From “Buri nazar” and “Kina hora” to Baby sleep transitions, nap schedules, and CIO

3.24 sleep

Hmmm….so how are we doing with sleep these days? Good…is what I want to say because I believe it. The fear of course is that things could change any day as most things do with babies. I also fear I am going to jinx it simply by writing it.

Buri Nazar and Kina Hora

In Indian culture, this specific kind of fear is called “buri nazar” or casting an evil eye on something good/positive such that, that evil eye will negate or destroy the very thing that makes whatever it is that is good, go away. As a man of science, Aaron used to laugh at this fear of mine. That is, until his dad, another man of science, told us about the Jewish concept of “kina hora” suddenly legitimizing, in Aaron’s eyes, my perhaps unreasonable concerns. After all, just because a concept exists or is believed to exist does not mean that it is necessarily a fact or a possibility above questioning and a healthy dose of skepticism. The actual concept is known as “Kein Ayin Hora” in Judaism but as Rabbi Burton writes, “When it’s said quickly is [sic] can sometimes sound like ‘Kina Hora'”. In the U.S., one would simply say “knock on wood/touchwood” or maybe even “keeping one’s fingers crossed.”

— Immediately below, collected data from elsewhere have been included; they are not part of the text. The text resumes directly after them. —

impl Pool {
    /// Creates a new, empty [`Pool`]
    pub fn new() -> Self {
        Self::default()
    }

    /// Interns a string and returns its `StringId`. Strings are deduplicated.
    pub fn intern_string(&mut self, s: &str) -> StringId {
        if let Some(&id) = self.string_to_ids.get(s) {
            return id;
        }

        let id = self.strings.alloc(s.to_owned());
        self.string_to_ids.insert(s.to_owned(), id);
        id
    }

    /// Returns the id of a string if it was interned before.
    pub fn lookup_string(&self, s: &str) -> Option<StringId> {
        self.string_to_ids.get(s).copied()
    }

    /// Returns the string associated with the provided [`StringId`].
    ///
    /// Panics if the string is not found in the pool.
    pub fn resolve_string(&self, id: StringId) -> &str {
        &self.strings[id]
    }

    /// Interns a relation from its parts, validating the name and version.
    pub fn intern_relation(
        &mut self,
        name: &str,
        constraint: Option<(RelationOp, &str)>,
    ) -> Result<RelationId, ParseError> {
        if name.is_empty() || name.contains(char::is_whitespace) {
            return Err(ParseError::InvalidName(name.to_owned()));
        }
        if let Some((_, evr)) = constraint {
            Evr::parse(evr)?;
        }

        let relation = Relation {
            name: self.intern_string(name),
            constraint: constraint.map(|(op, evr)| (op, self.intern_string(evr))),
        };
        Ok(self.intern_relation_unchecked(relation))
    }

    fn intern_relation_unchecked(&mut self, relation: Relation) -> RelationId {
        if let Some(&id) = self.relation_to_ids.get(&relation) {
            return id;
        }

        let id = self.relations.alloc(relation);
        self.relation_to_ids.insert(relation, id);
        id
    }

    /// Parses and interns a relation expression such as `libfoo >= 1.2-3`.
    pub fn parse_relation(&mut self, text: &str) -> Result<RelationId, ParseError> {
        let parsed = parse_relation(text)?;
        self.intern_relation(parsed.name, parsed.constraint)
    }

    /// Returns the relation associated with the provided [`RelationId`].
    pub fn resolve_relation(&self, id: RelationId) -> &Relation {
        &self.relations[id]
    }

    /// Returns an object that renders the relation as `name op evr`.
    pub fn display_relation(&self, id: RelationId) -> RelationDisplay<'_> {
        RelationDisplay { pool: self, id }
    }

    /// Adds a new repository.
    pub fn add_repository(&mut self, name: &str, priority: i32) -> RepoId {
        self.repos.alloc(Repo::new(name, priority))
    }

    /// Returns the repository with the given id.
    pub fn resolve_repo(&self, id: RepoId) -> &Repo {
        &self.repos[id]
    }

    /// Returns the repository with the given id for modification.
    pub fn repo_mut(&mut self, id: RepoId) -> &mut Repo {
        &mut self.repos[id]
    }

    /// Iterates over all repositories that have not been freed.
    pub fn repositories(&self) -> impl Iterator<Item = (RepoId, &Repo)> + '_ {
        self.repos.iter().filter(|(_, repo)| !repo.freed)
    }

    /// Marks a repository as the installed set of the system.
    pub fn set_installed(&mut self, repo: Option<RepoId>) {
        self.installed = repo;
    }

    /// Returns the repository representing the installed system, if any.
    pub fn installed_repo(&self) -> Option<RepoId> {
        self.installed
    }

    /// Removes a repository and all of its solvables from the pool.
    pub fn free_repository(&mut self, id: RepoId) -> Result<(), LookupError> {
        let repo = self
            .repos
            .get(id)
            .filter(|repo| !repo.freed)
            .ok_or(LookupError::NoSuchRepo)?;
        tracing::debug!(
            "freeing repository '{}' with {} solvables",
            repo.name,
            repo.solvables.len()
        );

        self.repos[id].freed = true;
        if self.installed == Some(id) {
            self.installed = None;
        }
        Ok(())
    }

    /// Adds a solvable to a repository. The solvable implicitly provides
    /// `name = evr`.
    pub fn add_solvable(
        &mut self,
        repo: RepoId,
        name: &str,
        evr: &str,
        arch: &str,
    ) -> Result<SolvableId, PoolError> {
        if self.repos.get(repo).map_or(true, |repo| repo.freed) {
            return Err(LookupError::NoSuchRepo.into());
        }
        let self_provide = self.intern_relation(name, Some((RelationOp::EQ, evr)))?;
        let name_id = self.intern_string(name);
        let solvable = Solvable {
            name: name_id,
            evr: self.intern_string(evr),
            arch: self.intern_string(arch),
            vendor: None,
            kind: SolvableKind::from_name(name),
            repo,
            dependencies: Default::default(),
            dropped: Vec::new(),
        };

        let id = self.solvables.alloc(solvable);
        self.repos[repo].solvables.push(id);
        self.by_name.entry(name_id).or_default().push(id);
        self.add_dependency(id, DependencyKind::Provides, self_provide);
        Ok(id)
    }

    /// Adds an interned relation to one of the dependency lists of a solvable.
    pub fn add_dependency(&mut self, solvable: SolvableId, kind: DependencyKind, relation: RelationId) {
        self.solvables[solvable].dependencies.push(kind, relation);
        if kind == DependencyKind::Provides {
            let name = self.relations[relation].name;
            let providers = self.providers.entry(name).or_default();
            if !providers.contains(&solvable) {
                providers.push(solvable);
            }
        }
    }

    /// Parses a relation expression and adds it to one of the dependency lists
    /// of a solvable. Expressions that fail to parse are recorded as dropped
    /// on the solvable and the error is returned.
    pub fn add_dependency_str(
        &mut self,
        solvable: SolvableId,
        kind: DependencyKind,
        text: &str,
    ) -> Result<RelationId, ParseError> {
        match self.parse_relation(text) {
            Ok(relation) => {
                self.add_dependency(solvable, kind, relation);
                Ok(relation)
            }
            Err(error) => {
                tracing::warn!(
                    "dropping {} '{}' of {}: {error}",
                    kind.as_str(),
                    text,
                    self.display_solvable(solvable)
                );
                self.solvables[solvable].dropped.push(DroppedDependency {
                    kind,
                    text: text.to_owned(),
                    error: error.clone(),
                });
                Err(error)
            }
        }
    }

    /// Sets the vendor of a solvable.
    pub fn set_vendor(&mut self, solvable: SolvableId, vendor: &str) {
        let vendor = self.intern_string(vendor);
        self.solvables[solvable].vendor = Some(vendor);
    }

    /// Returns the solvable associated with the provided [`SolvableId`].
    ///
    /// Panics if the solvable is not found in the pool.
    pub fn resolve_solvable(&self, id: SolvableId) -> &Solvable {
        &self.solvables[id]
    }

    /// Returns a handle to the solvable that borrows the pool.
    pub fn handle(&self, id: SolvableId) -> SolvableHandle<'_> {
        SolvableHandle::new(self, id)
    }

    /// Returns false if the repository of the solvable was freed.
    pub fn is_alive(&self, id: SolvableId) -> bool {
        !self.repos[self.solvables[id].repo].freed
    }

    /// Returns true if the solvable belongs to the installed repository.
    pub fn is_installed(&self, id: SolvableId) -> bool {
        self.installed == Some(self.solvables[id].repo) && self.is_alive(id)
    }

    /// Iterates over the solvables that are currently installed.
    pub fn installed_solvables(&self) -> impl Iterator<Item = SolvableId> + '_ {
        self.installed
            .into_iter()
            .flat_map(|repo| self.repos[repo].solvables.iter().copied())
            .filter(|&id| self.is_alive(id))
    }

    fn scope(&self, repo: Option<RepoId>) -> Result<Vec<SolvableId>, LookupError> {
        match repo {
            Some(repo) => {
                let repo = self
                    .repos
                    .get(repo)
                    .filter(|repo| !repo.freed)
                    .ok_or(LookupError::NoSuchRepo)?;
                Ok(repo.solvables.clone())
            }
            None => Ok(self
                .solvables
                .iter()
                .map(|(id, _)| id)
                .filter(|&id| self.is_alive(id))
                .collect()),
        }
    }

    /// Iterates over the live solvables of one repository, or of the whole
    /// pool, in package-table order. A freed repository yields nothing.
    pub fn solvables(&self, repo: Option<RepoId>) -> impl Iterator<Item = SolvableHandle<'_>> + '_ {
        self.scope(repo)
            .unwrap_or_default()
            .into_iter()
            .map(move |id| self.handle(id))
    }

    /// Finds all solvables with the given name, optionally restricted to one
    /// repository.
    pub fn find_by_name(&self, name: &str, repo: Option<RepoId>) -> Vec<SolvableHandle<'_>> {
        let Some(name) = self.lookup_string(name) else {
            return Vec::new();
        };
        self.by_name
            .get(&name)
            .into_iter()
            .flatten()
            .copied()
            .filter(|&id| self.is_alive(id))
            .filter(|&id| repo.map_or(true, |repo| self.solvables[id].repo == repo))
            .map(|id| self.handle(id))
            .collect()
    }

    /// Returns the first solvable with the given name in package-table order.
    pub fn lookup_by_name(
        &self,
        name: &str,
        repo: Option<RepoId>,
    ) -> Result<SolvableHandle<'_>, LookupError> {
        if let Some(repo) = repo {
            if self.repos.get(repo).map_or(true, |repo| repo.freed) {
                return Err(LookupError::NoSuchRepo);
            }
        }
        self.find_by_name(name, repo)
            .into_iter()
            .next()
            .ok_or_else(|| LookupError::NotFound(name.to_owned()))
    }

    /// Returns the solvable at position `index` among the live solvables of a
    /// repository or of the whole pool.
    pub fn get_by_index(
        &self,
        index: usize,
        repo: Option<RepoId>,
    ) -> Result<SolvableHandle<'_>, LookupError> {
        let scope = self.scope(repo)?;
        scope
            .get(index)
            .map(|&id| self.handle(id))
            .ok_or(LookupError::NoSuchIndex {
                index,
                len: scope.len(),
            })
    }

    /// Returns the parsed version of a solvable.
    pub(crate) fn parsed_evr(&self, id: SolvableId) -> Evr<'_> {
        let evr = self.resolve_string(self.solvables[id].evr);
        Evr::parse(evr).expect("versions are validated when solvables are added")
    }

    fn relation_range(&self, relation: &Relation) -> Option<(RelationOp, Evr<'_>)> {
        relation.constraint.map(|(op, evr)| {
            let evr = Evr::parse(self.resolve_string(evr))
                .expect("versions are validated when relations are interned");
            (op, evr)
        })
    }

    /// Returns true if a provide satisfies a requirement: the names are equal
    /// and the version ranges overlap. An unversioned provide or requirement
    /// matches any version.
    pub fn relation_matches(&self, provide: RelationId, requirement: RelationId) -> bool {
        let (provide, requirement) = (&self.relations[provide], &self.relations[requirement]);
        if provide.name != requirement.name {
            return false;
        }
        match (self.relation_range(provide), self.relation_range(requirement)) {
            (Some((op_a, evr_a)), Some((op_b, evr_b))) => {
                relation::ranges_intersect((op_a, &evr_a), (op_b, &evr_b))
            }
            _ => true,
        }
    }

    /// Returns all live solvables that provide something matching the
    /// relation, in package-table order.
    pub fn what_provides(&self, relation: RelationId) -> Vec<SolvableId> {
        let name = self.relations[relation].name;
        let mut providers: Vec<SolvableId> = self
            .providers
            .get(&name)
            .into_iter()
            .flatten()
            .copied()
            .filter(|&id| self.is_alive(id))
            .filter(|&id| {
                self.solvables[id]
                    .dependencies
                    .get(DependencyKind::Provides)
                    .iter()
                    .any(|&provide| self.relation_matches(provide, relation))
            })
            .collect();
        providers.sort_unstable();
        providers
    }

    /// Returns all live solvables named `name`, in package-table order.
    pub(crate) fn solvables_named(&self, name: StringId) -> Vec<SolvableId> {
        self.by_name
            .get(&name)
            .into_iter()
            .flatten()
            .copied()
            .filter(|&id| self.is_alive(id))
            .collect()
    }

    /// Returns all live solvables with any provide on `name`, in
    /// package-table order.
    pub(crate) fn providers_of_name(&self, name: StringId) -> Vec<SolvableId> {
        let mut providers: Vec<SolvableId> = self
            .providers
            .get(&name)
            .into_iter()
            .flatten()
            .copied()
            .filter(|&id| self.is_alive(id))
            .collect();
        providers.sort_unstable();
        providers
    }

    /// Returns all live solvables whose own name and version match the
    /// relation. This is how obsoletes are matched.
    pub fn what_matches_name(&self, relation: RelationId) -> Vec<SolvableId> {
        let target = self.relations[relation];
        let range = self.relation_range(&target);
        self.by_name
            .get(&target.name)
            .into_iter()
            .flatten()
            .copied()
            .filter(|&id| self.is_alive(id))
            .filter(|&id| match &range {
                Some((op, constraint)) => {
                    relation::version_matches(&self.parsed_evr(id), *op, constraint)
                }
                None => true,
            })
            .collect()
    }

    /// Returns an object that renders the solvable as `name-evr.arch`.
    pub fn display_solvable(&self, id: SolvableId) -> SolvableDisplay<'_> {
        SolvableDisplay { pool: self, id }
    }
}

Newborn night sleep and naps:

When we first brought Baby E home from the hospital, she did not have a schedule. She slept all the time just as she should, being a newborn and all. She would sleep everywhere and anywhere which was great given that she could easily be transferred from her swing to her bassinet without any sense of awareness. During the day, she mostly slept in her swing, in my arms or on my chest. She loved the calming sways of the swing and she stayed neatly tucked into the swing’s embrace for extended periods. At night, she would hangout with us, mostly asleep, waking up only to eat before falling back into a peaceful slumber while the rest of us (grandparents and parents) watched random shows on TV (Bosch and House Hunters, mostly). I would take her upstairs to our bedroom where she still sleeps, around 10:00 p.m. and we would both fall asleep (she was usually already asleep) – me in my bed, she in her bassinet next to the bed.

In those early days, she would wake up often (sometimes every two hours, sometimes more often than that), nurse, and fall back to sleep. I was already attuned to her body’s rhythm so waking up to nurse her wasn’t a problem. I would wake up seconds before she would start snorting and sniffing (signs that she was getting ready to wake up), pick her up, dream feed her, and place her back in her bassinet.

Her naps were all over the place at this time. There really couldn’t be a schedule because sleeping dominated her day’s activity. Still, I would nurse her to nap around 2:00 p.m. just around the time TJ napped too. Other than this one time, she napped whenever she wanted which was usually in the mornings between 9 and 11:30 a.m., then again in the afternoon and evening. She had already started becoming more wakeful by 6 weeks.

Baby Sleep Resources and Transitions

(a) Swing to Bassinet for naps: I didn’t want sleeping in the swing to be a habit so one afternoon, I just went cold turkey and put her down in her bassinet for naps. Before doing that, I hauled the swing up to our bedroom where she sleeps and placed it there allowing for her to nap in the same place (swing) but in the bedroom where she sleeps at night instead of the living room (where she napped in her swing). There was a sense of urgency in my intention to do this – I didn’t want to have to keep scolding TJ to keep it quiet because his sister was sleeping in the living room where he also played. Baby E took to the bassinet napping just fine after a couple days of shorter naps. Now, exactly a month later, she is not able to nap in the swing anymore. We only use it to entertain her when she hangs out with the rest of us.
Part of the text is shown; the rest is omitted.